(Data shown)

impl BookingArbiter {
    pub fn new(
        broker: Arc<dyn Broker>,
        store: Arc<dyn BookingStore>,
        layouts: Arc<dyn LayoutSource>,
        router: TopicRouter,
        broker_config: &BrokerConfig,
        booking_config: &BookingConfig,
    ) -> Self {
        Self {
            broker,
            store,
            layouts,
            router,
            retry: RetryPolicy::from_config(broker_config),
            hold_ttl: booking_config.hold_ttl(),
            max_seats: booking_config.max_seats_per_request.max(1),
            ledgers: RwLock::new(HashMap::new()),
        }
    }

    pub fn with_hold_ttl(mut self, ttl: Duration) -> Self {
        self.hold_ttl = ttl;
        self
    }

    pub fn with_retry(mut self, retry: RetryPolicy) -> Self {
        self.retry = retry;
        self
    }

    pub fn router(&self) -> &TopicRouter {
        &self.router
    }

    async fn ledger(&self, showing_id: &str) -> Result<Arc<Mutex<Ledger>>> {
        if let Some(ledger) = self.ledgers.read().await.get(showing_id) {
            return Ok(ledger.clone());
        }

        self.router
            .seats_topic(showing_id)
            .map_err(|e| CoordinatorError::InvalidRequest(e.to_string()))?;
        let layout = self.layouts.layout(showing_id).await?;
        let booked = self.store.booked_seats(showing_id).await?;
        let ledger = Ledger::new(layout, booked);
        info!(
            "Loaded showing {} ({} seats, {} already booked)",
            showing_id,
            ledger.seats.len(),
            ledger.seats.values().filter(|s| s.state == SeatState::Booked).count()
        );

        let mut ledgers = self.ledgers.write().await;
        Ok(ledgers
            .entry(showing_id.to_string())
            .or_insert_with(|| Arc::new(Mutex::new(ledger)))
            .clone())
    }

    /* ---------- bookings ---------- */

    /// Decide a booking request and publish the result.
    ///
    /// A request id that was already decided gets its stored outcome back
    /// without validation. `Err` means nothing was decided and the same
    /// request can be retried.
    pub async fn process_request(&self, request: &BookingRequest) -> Result<BookingOutcome> {
        if request.request_id.trim().is_empty() {
            return Err(CoordinatorError::InvalidRequest("requestId must not be empty".into()));
        }
        let response_topic = self
            .router
            .response_topic(&request.viewer_id)
            .map_err(|e| CoordinatorError::InvalidRequest(e.to_string()))?;

        let decision = self.decide(request).await?;

        self.publish_updates(&decision.updates).await;
        if let Err(e) = self.publish(&response_topic, &decision.outcome).await {
            // the decision is stored, a resubmit replays it
            error!("Failed to deliver outcome for {}: {}", request.request_id, e);
        }
        Ok(decision.outcome)
    }

    fn malformed(&self, request: &BookingRequest) -> Option<String> {
        if let Err(e) = request.validate() {
            return Some(e.to_string());
        }
        if request.seat_ids.len() > self.max_seats {
            return Some(format!(
                "{} seats requested, at most {} allowed",
                request.seat_ids.len(),
                self.max_seats
            ));
        }
        None
    }

    /// Reject without touching any ledger, still deduplicated.
    async fn reject_invalid(&self, request: &BookingRequest, why: &str) -> Result<Decision> {
        if let Some(existing) = self.store.find(&request.request_id).await? {
            return Ok(Decision {
                outcome: existing,
                updates: Vec::new(),
            });
        }
        warn!("Rejecting request {}: {}", request.request_id, why);
        let outcome = BookingOutcome::rejected(&request.request_id, RejectReason::InvalidRequest);
        self.store.record(request, &outcome).await?;
        Ok(Decision {
            outcome,
            updates: Vec::new(),
        })
    }

    async fn decide(&self, request: &BookingRequest) -> Result<Decision> {
        if let Some(why) = self.malformed(request) {
            return self.reject_invalid(request, &why).await;
        }

        let ledger = match self.ledger(&request.showing_id).await {
            Ok(ledger) => ledger,
            Err(CoordinatorError::InvalidRequest(why)) => return self.reject_invalid(request, &why).await,
            Err(e) => return Err(e),
        };
        let mut ledger = ledger.lock().await;

        if let Some(existing) = self.store.find(&request.request_id).await? {
            info!("Replaying stored outcome for request {}", request.request_id);
            return Ok(Decision {
                outcome: existing,
                updates: Vec::new(),
            });
        }

        let mut updates = ledger.expire_holds(Instant::now());
        let mut outcome = match ledger.check(request) {
            Ok(()) => BookingOutcome::accepted(&request.request_id),
            Err(reason) => BookingOutcome::rejected(&request.request_id, reason),
        };

        match self.store.record(request, &outcome).await {
            Ok(()) => {}
            Err(CoordinatorError::SeatTaken(seat)) => {
                warn!(
                    "Seat {} of showing {} was booked elsewhere, rejecting {}",
                    seat, request.showing_id, request.request_id
                );
                updates.extend(self.resync_booked(&mut ledger).await?);
                outcome = BookingOutcome::rejected(&request.request_id, RejectReason::SeatTaken);
                self.store.record(request, &outcome).await?;
            }
            Err(e) => {
                drop(ledger);
                self.publish_updates(&updates).await;
                error!("Failed to persist outcome for {}: {}", request.request_id, e);
                return Err(e);
            }
        }

        if outcome.accepted {
            for seat in &request.seat_ids {
                updates.extend(ledger.set(seat, SeatState::Booked, Some(request.viewer_id.clone()), None));
            }
            info!(
                "✅ Booking {} accepted: {} seat(s) in showing {} for {}",
                request.request_id,
                request.seat_ids.len(),
                request.showing_id,
                request.viewer_id
            );
        } else {
            info!(
                "Booking {} rejected ({})",
                request.request_id,
                outcome.reason.map(|r| r.as_str()).unwrap_or("unknown")
            );
        }

        Ok(Decision { outcome, updates })
    }

    /// Pull seats booked by other arbiters into the ledger.
    async fn resync_booked(&self, ledger: &mut Ledger) -> Result<Vec<SeatUpdate>> {
        let booked = self.store.booked_seats(&ledger.showing_id).await?;
        let mut updates = Vec::new();
        for (id, viewer) in booked {
            let stale = ledger
                .seats
                .get(&id)
                .is_some_and(|seat| seat.state != SeatState::Booked);
            if stale {
                updates.extend(ledger.set(&id, SeatState::Booked, Some(viewer), None));
            }
        }
        Ok(updates)
    }

    /// Stored outcome for a request id, if it was decided.
    pub async fn outcome(&self, request_id: &str) -> Result<Option<BookingOutcome>> {
        self.store.find(request_id).await
    }

    /* ---------- holds ---------- */

    /// Apply a hold or release. Returns the update that was broadcast, if the
    /// intent changed the seat.
    pub async fn apply_hold(&self, intent: &HoldIntent) -> Result<Option<SeatUpdate>> {
        if intent.viewer_id.is_empty() {
            return Err(CoordinatorError::InvalidArgument("viewer id must not be empty".into()));
        }
        let ledger = self.ledger(&intent.showing_id).await?;

        let (expired, update) = {
            let mut ledger = ledger.lock().await;
            let now = Instant::now();
            let expired = ledger.expire_holds(now);
            (expired, ledger.hold(intent, now + self.hold_ttl))
        };

        self.publish_updates(&expired).await;
        let update = update?;
        if let Some(update) = &update {
            self.publish_updates(std::slice::from_ref(update)).await;
        }
        Ok(update)
    }

    /// Broadcast every hold past its TTL as available again.
    pub async fn sweep_expired_holds(&self) -> usize {
        let ledgers: Vec<Arc<Mutex<Ledger>>> = self.ledgers.read().await.values().cloned().collect();
        let mut released = 0;
        for ledger in ledgers {
            let updates = ledger.lock().await.expire_holds(Instant::now());
            released += updates.len();
            self.publish_updates(&updates).await;
        }
        released
    }

    /// Seats currently held across all loaded showings.
    pub async fn held_seat_count(&self) -> usize {
        let ledgers: Vec<Arc<Mutex<Ledger>>> = self.ledgers.read().await.values().cloned().collect();
        let mut held = 0;
        for ledger in ledgers {
            held += ledger
                .lock()
                .await
                .seats
                .values()
                .filter(|s| s.state == SeatState::Held)
                .count();
        }
        held
    }

    pub async fn loaded_showings(&self) -> usize {
        self.ledgers.read().await.len()
    }

    /* ---------- reads ---------- */

    pub async fn snapshot(&self, showing_id: &str) -> Result<ShowingSnapshot> {
        let ledger = self.ledger(showing_id).await?;
        let (expired, snapshot) = {
            let mut ledger = ledger.lock().await;
            let expired = ledger.expire_holds(Instant::now());
            (expired, ledger.snapshot())
        };
        self.publish_updates(&expired).await;
        Ok(snapshot)
    }

    /* ---------- publishing ---------- */

    async fn publish<T: Serialize + ?Sized>(&self, topic: &str, message: &T) -> Result<()> {
        let payload = serde_json::to_string(message)?;
        let what = format!("publish to {}", topic);
        self.retry
            .run(&what, || {
                let payload = payload.clone();
                async move {
                    if !self.broker.is_connected() {
                        self.broker.connect().await?;
                    }
                    self.broker.publish(topic, payload).await
                }
            })
            .await
    }

    async fn publish_updates(&self, updates: &[SeatUpdate]) {
        for update in updates {
            let topic = match self.router.seats_topic(&update.showing_id) {
                Ok(topic) => topic,
                Err(e) => {
                    error!("No topic for showing {}: {}", update.showing_id, e);
                    continue;
                }
            };
            if let Err(e) = self.publish(&topic, update).await {
                error!("Dropped seat update for {} {}: {}", update.showing_id, update.seat_id, e);
            }
        }
    }

    /* ---------- broker loop ---------- */

    async fn attach(&self) -> Result<(Subscription, Subscription)> {
        if !self.broker.is_connected() {
            self.broker.connect().await?;
        }
        let requests = self.broker.subscribe(&self.router.request_topic()).await?;
        let holds = self.broker.subscribe(&self.router.holds_topic()).await?;
        Ok((requests, holds))
    }

    async fn reattach(&self) -> (Subscription, Subscription) {
        let mut delays = self.retry.delays();
        loop {
            match self.attach().await {
                Ok(subs) => return subs,
                Err(e) => {
                    let delay = delays.next().unwrap_or(self.retry.max);
                    warn!("Arbiter could not subscribe: {}, retrying in {:?}", e, delay);
                    tokio::time::sleep(delay).await;
                }
            }
        }
    }

    async fn handle_request_payload(&self, payload: &str) {
        let request: BookingRequest = match serde_json::from_str(payload) {
            Ok(request) => request,
            Err(e) => {
                warn!("Discarding malformed booking request: {}", e);
                return;
            }
        };
        if let Err(e) = self.process_request(&request).await {
            error!("Booking request {} not decided: {}", request.request_id, e);
        }
    }

    async fn handle_hold_payload(&self, payload: &str) {
        let intent: HoldIntent = match serde_json::from_str(payload) {
            Ok(intent) => intent,
            Err(e) => {
                warn!("Discarding malformed hold intent: {}", e);
                return;
            }
        };
        if let Err(e) = self.apply_hold(&intent).await {
            warn!(
                "Hold intent of {} on {} {} ignored: {}",
                intent.viewer_id, intent.showing_id, intent.seat_id, e
            );
        }
    }

    /// Subscribe to the request and hold topics, then consume them in the
    /// background. Returns once the subscriptions are live. Dropped
    /// subscriptions are re-established with backoff.
    pub async fn start(self: Arc<Self>) -> Result<JoinHandle<()>> {
        let (requests, holds) = self.attach().await?;
        info!(
            "Booking arbiter listening on {} and {}",
            self.router.request_topic(),
            self.router.holds_topic()
        );

        Ok(tokio::spawn(async move {
            let (mut requests, mut holds) = (requests, holds);
            loop {
                loop {
                    tokio::select! {
                        msg = requests.recv() => match msg {
                            Some(msg) => {
                                let arbiter = self.clone();
                                tokio::spawn(async move {
                                    arbiter.handle_request_payload(&msg.payload).await;
                                });
                            }
                            None => break,
                        },
                        msg = holds.recv() => match msg {
                            Some(msg) => self.handle_hold_payload(&msg.payload).await,
                            None => break,
                        },
                    }
                }
                warn!("Arbiter subscriptions dropped, reconnecting");
                (requests, holds) = self.reattach().await;
                info!("Booking arbiter re-subscribed");
            }
        }))
    }
}
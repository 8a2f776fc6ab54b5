use axum::{
    extract::{Path, State},
    http::StatusCode,
    response::IntoResponse,
    routing::get,
    Json, Router,
};
use std::sync::Arc;

use super::into_http;
use crate::error::CoordinatorError;
use crate::AppState;

pub fn routes() -> Router<Arc<AppState>> {
    Router::new().route("/showings/{showing_id}/seats", get(get_seats))
}

/* ---------- SEATS ---------- */

// GET /api/showings/{showing_id}/seats
async fn get_seats(
    State(state): State<Arc<AppState>>,
    Path(showing_id): Path<String>,
) -> Result<impl IntoResponse, (StatusCode, String)> {
    match state.arbiter.snapshot(&showing_id).await {
        Ok(snapshot) => Ok(Json(snapshot)),
        Err(CoordinatorError::InvalidRequest(msg)) => Err((StatusCode::NOT_FOUND, msg)),
        Err(e) => Err(into_http(e)),
    }
}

(End Data shown)

▶ _Activity_: Output the line containing "IntoResponse, (StatusCode, String)>" and all lines after it to the end of the records, exactly as given.

▶ _Completed exercise_:
) -> Result<impl IntoResponse, (StatusCode, String)> {
    match state.arbiter.snapshot(&showing_id).await {
        Ok(snapshot) => Ok(Json(snapshot)),
        Err(CoordinatorError::InvalidRequest(msg)) => Err((StatusCode::NOT_FOUND, msg)),
        Err(e) => Err(into_http(e)),
    }
}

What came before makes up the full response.